Usually, a Hollstein catalogue contains a description of the total output alphabetically under the names of the graphic artists who executed the blocks or plates. The numbering of prints and their states in the Hollstein catalogues is adopted in the catalogues of auction houses and print dealers, while many print rooms reorganise their holdings in Hollstein order as each new volume appears. Be this as it may, a few years ago the editors and publishers of the Hollstein series have faced the fact that they are not always as consistent as a standard reference should be. The improvements introduced by various editors and compilers since 1949 have made unacceptable the shortcomings of the series, particularly of the early volumes.

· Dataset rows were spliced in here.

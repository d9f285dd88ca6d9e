//! Settings types.
//!
//! Every struct is `#[serde(default)]` so a partial settings file only needs
//! to name the values it changes. Ranges are enforced by the `validated`
//! methods, which replace bad values with defaults and log each correction.

use serde::{Deserialize, Serialize};
use tracing::warn;

/// Root settings object.
#[derive(Clone, Debug, Default, Serialize, Deserialize)]
#[serde(rename_all = "camelCase", default)]
pub struct KeeperSettings {
    /// Context assembly and compression.
    pub context: ContextSettings,
    /// Protected canon loading.
    pub canon: CanonSettings,
    /// Memory extraction daemon.
    pub daemon: DaemonSettings,
    /// Database locations and pool tuning.
    pub storage: StorageSettings,
    /// Log output.
    pub logging: LoggingSettings,
}

impl KeeperSettings {
    /// Return a copy with every section validated.
    #[must_use]
    pub fn validated(self) -> Self {
        Self {
            context: self.context.validated(),
            canon: self.canon.validated(),
            daemon: self.daemon.validated(),
            storage: self.storage,
            logging: self.logging,
        }
    }
}

// ─────────────────────────────────────────────────────────────────────────────
// Context
// ─────────────────────────────────────────────────────────────────────────────

/// Token budget and compression settings.
#[derive(Clone, Debug, PartialEq, Serialize, Deserialize)]
#[serde(rename_all = "camelCase", default)]
pub struct ContextSettings {
    /// Model context window in tokens.
    pub max_tokens: usize,
    /// Usage ratio above which compression starts.
    pub compression_threshold: f64,
    /// Usage ratio above which older history is summarized.
    pub summarization_threshold: f64,
    /// Usage ratio above which the hard-limit cascade runs.
    pub hard_limit_threshold: f64,
    /// Most recent messages always kept verbatim.
    pub recent_keep_count: usize,
    /// Messages kept when at the hard limit.
    pub hard_limit_keep_count: usize,
    /// Nominal share of `max_tokens` for retrieved facts.
    pub retrieved_share: f64,
    /// Output cap for the summarization call.
    pub summary_max_tokens: u32,
    /// Sampling temperature for the summarization call.
    pub summary_temperature: f32,
    /// Per-message characters kept by the local fallback summary.
    pub fallback_snippet_chars: usize,
    /// Characters per token for the estimator.
    pub chars_per_token: usize,
    /// Timeout for the summarization call.
    pub call_timeout_ms: u64,
}

impl Default for ContextSettings {
    fn default() -> Self {
        Self {
            max_tokens: 128_000,
            compression_threshold: 0.80,
            summarization_threshold: 0.90,
            hard_limit_threshold: 0.95,
            recent_keep_count: 10,
            hard_limit_keep_count: 5,
            retrieved_share: 0.15,
            summary_max_tokens: 500,
            summary_temperature: 0.3,
            fallback_snippet_chars: 150,
            chars_per_token: 4,
            call_timeout_ms: 30_000,
        }
    }
}

impl ContextSettings {
    /// Replace out-of-range values with defaults.
    #[must_use]
    pub fn validated(mut self) -> Self {
        let d = Self::default();
        if self.max_tokens == 0 {
            warn!(value = self.max_tokens, default = d.max_tokens, "invalid context.maxTokens, using default");
            self.max_tokens = d.max_tokens;
        }
        let ordered = 0.0 < self.compression_threshold
            && self.compression_threshold <= self.summarization_threshold
            && self.summarization_threshold <= self.hard_limit_threshold
            && self.hard_limit_threshold <= 1.0;
        if !ordered {
            warn!(
                compression = self.compression_threshold,
                summarization = self.summarization_threshold,
                hard_limit = self.hard_limit_threshold,
                "context thresholds must be ordered within (0, 1], using defaults"
            );
            self.compression_threshold = d.compression_threshold;
            self.summarization_threshold = d.summarization_threshold;
            self.hard_limit_threshold = d.hard_limit_threshold;
        }
        if self.recent_keep_count == 0 {
            warn!("context.recentKeepCount must be at least 1, using default");
            self.recent_keep_count = d.recent_keep_count;
        }
        if self.hard_limit_keep_count == 0 || self.hard_limit_keep_count > self.recent_keep_count {
            let corrected = d.hard_limit_keep_count.min(self.recent_keep_count);
            warn!(
                value = self.hard_limit_keep_count,
                corrected, "context.hardLimitKeepCount out of range"
            );
            self.hard_limit_keep_count = corrected;
        }
        if !(self.retrieved_share > 0.0 && self.retrieved_share <= 1.0) {
            warn!(value = self.retrieved_share, "invalid context.retrievedShare, using default");
            self.retrieved_share = d.retrieved_share;
        }
        if self.chars_per_token == 0 {
            warn!("context.charsPerToken must be at least 1, using default");
            self.chars_per_token = d.chars_per_token;
        }
        if self.call_timeout_ms == 0 {
            self.call_timeout_ms = d.call_timeout_ms;
        }
        self
    }
}

// ─────────────────────────────────────────────────────────────────────────────
// Canon
// ─────────────────────────────────────────────────────────────────────────────

/// Protected canon loading settings.
#[derive(Clone, Debug, PartialEq, Serialize, Deserialize)]
#[serde(rename_all = "camelCase", default)]
pub struct CanonSettings {
    /// Per-workspace cache lifetime.
    pub cache_ttl_ms: u64,
    /// Maximum protected facts loaded per workspace.
    pub max_facts: usize,
    /// Token ceiling for the formatted canon block.
    pub max_tokens: usize,
}

impl Default for CanonSettings {
    fn default() -> Self {
        Self {
            cache_ttl_ms: 5 * 60 * 1000,
            max_facts: 50,
            max_tokens: 8_000,
        }
    }
}

impl CanonSettings {
    /// Replace out-of-range values with defaults.
    #[must_use]
    pub fn validated(mut self) -> Self {
        let d = Self::default();
        if self.max_facts == 0 {
            warn!("canon.maxFacts must be at least 1, using default");
            self.max_facts = d.max_facts;
        }
        if self.max_tokens == 0 {
            warn!("canon.maxTokens must be at least 1, using default");
            self.max_tokens = d.max_tokens;
        }
        self
    }
}

// ─────────────────────────────────────────────────────────────────────────────
// Daemon
// ─────────────────────────────────────────────────────────────────────────────

/// Smallest allowed daemon interval.
pub const MIN_DAEMON_INTERVAL_MS: u64 = 5_000;

/// Largest allowed extraction batch.
pub const MAX_BATCH_SIZE: usize = 100;

/// Memory extraction daemon settings.
#[derive(Clone, Debug, PartialEq, Serialize, Deserialize)]
#[serde(rename_all = "camelCase", default)]
pub struct DaemonSettings {
    /// Time between cycles.
    pub interval_ms: u64,
    /// Messages processed per conversation per cycle (1–100).
    pub batch_size: usize,
    /// Candidates below this importance are discarded (0.0–1.0).
    pub min_importance: f64,
    /// Recently active conversations fetched per cycle.
    pub conversation_page: usize,
    /// Conversations processed concurrently.
    pub max_concurrency: usize,
    /// Timeout applied to each external call.
    pub call_timeout_ms: u64,
    /// Buffered events per subscriber before it lags.
    pub event_capacity: usize,
}

impl Default for DaemonSettings {
    fn default() -> Self {
        Self {
            interval_ms: 30_000,
            batch_size: 10,
            min_importance: 0.3,
            conversation_page: 10,
            max_concurrency: 3,
            call_timeout_ms: 30_000,
            event_capacity: 256,
        }
    }
}

impl DaemonSettings {
    /// Replace out-of-range values with defaults, logging each correction.
    #[must_use]
    pub fn validated(mut self) -> Self {
        let d = Self::default();
        if self.interval_ms < MIN_DAEMON_INTERVAL_MS {
            warn!(
                value = self.interval_ms,
                minimum = MIN_DAEMON_INTERVAL_MS,
                default = d.interval_ms,
                "daemon interval below minimum, using default"
            );
            self.interval_ms = d.interval_ms;
        }
        if !(1..=MAX_BATCH_SIZE).contains(&self.batch_size) {
            warn!(value = self.batch_size, default = d.batch_size, "daemon batch size out of range, using default");
            self.batch_size = d.batch_size;
        }
        if !(0.0..=1.0).contains(&self.min_importance) {
            warn!(
                value = self.min_importance,
                default = d.min_importance,
                "daemon minimum importance out of range, using default"
            );
            self.min_importance = d.min_importance;
        }
        if self.conversation_page == 0 {
            warn!(default = d.conversation_page, "daemon conversation page must be at least 1, using default");
            self.conversation_page = d.conversation_page;
        }
        if self.max_concurrency == 0 {
            warn!(default = d.max_concurrency, "daemon concurrency must be at least 1, using default");
            self.max_concurrency = d.max_concurrency;
        }
        if self.call_timeout_ms == 0 {
            self.call_timeout_ms = d.call_timeout_ms;
        }
        if self.event_capacity == 0 {
            self.event_capacity = d.event_capacity;
        }
        self
    }
}

// ─────────────────────────────────────────────────────────────────────────────
// Storage / logging
// ─────────────────────────────────────────────────────────────────────────────

/// Database locations and pool tuning.
#[derive(Clone, Debug, PartialEq, Serialize, Deserialize)]
#[serde(rename_all = "camelCase", default)]
pub struct StorageSettings {
    /// Local cache database (cursor table, fact mirror). May contain `~`.
    pub local_cache_path: String,
    /// Durable store database. May contain `~`.
    pub durable_store_path: String,
    /// Maximum pooled connections per database.
    pub pool_size: u32,
    /// `SQLite` busy timeout.
    pub busy_timeout_ms: u32,
}

impl Default for StorageSettings {
    fn default() -> Self {
        Self {
            local_cache_path: "~/.keeper/cache.db".to_string(),
            durable_store_path: "~/.keeper/keeper.db".to_string(),
            pool_size: 8,
            busy_timeout_ms: 30_000,
        }
    }
}

impl StorageSettings {
    /// Expand a leading `~/` to the home directory.
    pub fn resolve_path(path: &str) -> String {
        if let Some(rest) = path.strip_prefix("~/") {
            if let Ok(home) = std::env::var("HOME") {
                return format!("{home}/{rest}");
            }
        }
        path.to_string()
    }
}

/// Log output settings.
#[derive(Clone, Debug, PartialEq, Serialize, Deserialize)]
#[serde(rename_all = "camelCase", default)]
pub struct LoggingSettings {
    /// Default filter when `RUST_LOG` is unset.
    pub level: String,
    /// Emit JSON lines instead of compact text.
    pub json: bool,
}

impl Default for LoggingSettings {
    fn default() -> Self {
        Self {
            level: "info".to_string(),
            json: false,
        }
    }
}

#[cfg(test)]
mod tests {
    use super::*;
    use keeper_core::logging::capture_logs;
    use tracing::Level;

    #[test]
    fn defaults_match_documented_values() {
        let s = KeeperSettings::default();
        assert_eq!(s.context.max_tokens, 128_000);
        assert!((s.context.compression_threshold - 0.80).abs() < f64::EPSILON);
        assert!((s.context.summarization_threshold - 0.90).abs() < f64::EPSILON);
        assert!((s.context.hard_limit_threshold - 0.95).abs() < f64::EPSILON);
        assert_eq!(s.context.recent_keep_count, 10);
        assert_eq!(s.context.hard_limit_keep_count, 5);
        assert_eq!(s.canon.cache_ttl_ms, 300_000);
        assert_eq!(s.canon.max_facts, 50);
        assert_eq!(s.canon.max_tokens, 8_000);
        assert_eq!(s.daemon.interval_ms, 30_000);
        assert_eq!(s.daemon.batch_size, 10);
        assert!((s.daemon.min_importance - 0.3).abs() < f64::EPSILON);
        assert_eq!(s.daemon.max_concurrency, 3);
    }

    #[test]
    fn partial_json_keeps_defaults() {
        let s: KeeperSettings = serde_json::from_str(r#"{"daemon":{"batchSize":25}}"#).unwrap();
        assert_eq!(s.daemon.batch_size, 25);
        assert_eq!(s.daemon.interval_ms, 30_000);
        assert_eq!(s.context.max_tokens, 128_000);
    }

    #[test]
    fn daemon_validation_corrects_and_logs() {
        let (logs, _guard) = capture_logs();
        let s = DaemonSettings {
            interval_ms: 100,
            batch_size: 0,
            min_importance: 1.5,
            max_concurrency: 0,
            ..DaemonSettings::default()
        }
        .validated();

        assert_eq!(s.interval_ms, 30_000);
        assert_eq!(s.batch_size, 10);
        assert!((s.min_importance - 0.3).abs() < f64::EPSILON);
        assert_eq!(s.max_concurrency, 3);
        assert!(logs.has_event(Level::WARN, "interval below minimum"));
        assert!(logs.has_event(Level::WARN, "batch size out of range"));
        assert!(logs.has_event(Level::WARN, "minimum importance out of range"));
    }

    #[test]
    fn daemon_validation_keeps_valid_values() {
        let s = DaemonSettings {
            interval_ms: 5_000,
            batch_size: 100,
            min_importance: 0.0,
            ..DaemonSettings::default()
        };
        assert_eq!(s.clone().validated(), s);
    }

    #[test]
    fn nan_importance_is_rejected() {
        let s = DaemonSettings {
            min_importance: f64::NAN,
            ..DaemonSettings::default()
        }
        .validated();
        assert!((s.min_importance - 0.3).abs() < f64::EPSILON);
    }

    #[test]
    fn context_validation_restores_threshold_order() {
        let s = ContextSettings {
            compression_threshold: 0.95,
            summarization_threshold: 0.90,
            ..ContextSettings::default()
        }
        .validated();
        assert!((s.compression_threshold - 0.80).abs() < f64::EPSILON);
        assert!((s.summarization_threshold - 0.90).abs() < f64::EPSILON);
    }

    #[test]
    fn hard_limit_keep_never_exceeds_recent_keep() {
        let s = ContextSettings {
            recent_keep_count: 3,
            hard_limit_keep_count: 8,
            ..ContextSettings::default()
        }
        .validated();
        assert_eq!(s.hard_limit_keep_count, 3);
    }

    #[test]
    fn resolve_path_passthrough_for_absolute() {
        assert_eq!(StorageSettings::resolve_path("/var/db/x.db"), "/var/db/x.db");
    }
}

For instance, only about one-quarter of the catalogued prints were illustrated in them. This alone was enough to make the early volumes obsolete. Since the taking over by Sound & Vision in 1995 the two new series, the New Hollstein Dutch & Flemish and the New Hollstein German series, were launched in earnest. The new series are intended as revised editions of the earlier volumes in Hollstein's Dutch & Flemish series and the German series. With the replacement of the early volumes, Hollstein and the New Hollstein together will constitute a catalogue unique in its completeness and ease of use. One of the aspects warranting the revision is that scholarly thinking as to what constitutes a graphic oeuvre has changed. Whereas the execution of the wood or metalwork was long considered the mark of authorship of a print, a new generation of scholars is placing increasing emphasis on the role of the designers and or publishers, who were not always the executors. The aim is to create an instrument for a balanced investigation of the inventor, the peintre-graveur and the reproductive printmaker and their respective contributions to the history of print­making. A result of this is a new form of presenting book illustrations in which the book is the leading principle in the organisation of the catalogue: next to the traditional Hollstein number given to each printing form-the plate or block- we have introduced separate numbers for the book and for its illustrations. In this way the accessibility of this material is vastly improved for bibliographers and book historians, without disregarding the art historical interest in the migration of the printing forms. A more thorough treatment of cartographical material has until now been most clearly illustrated in the New Hollstein Dutch & Flemish volumes on The Van Doetecum Family, to which we have added a free CD-ROM featuring the options to zoom in on details and to execute multiple searches on persons and subjects.

Leaving aside exceptional cases, we strive to reproduce every entry, true size wherever possible, introducing detail illustrations in specific catalogues based on clear-cut conceptual frameworks that are explained in an explanatory note.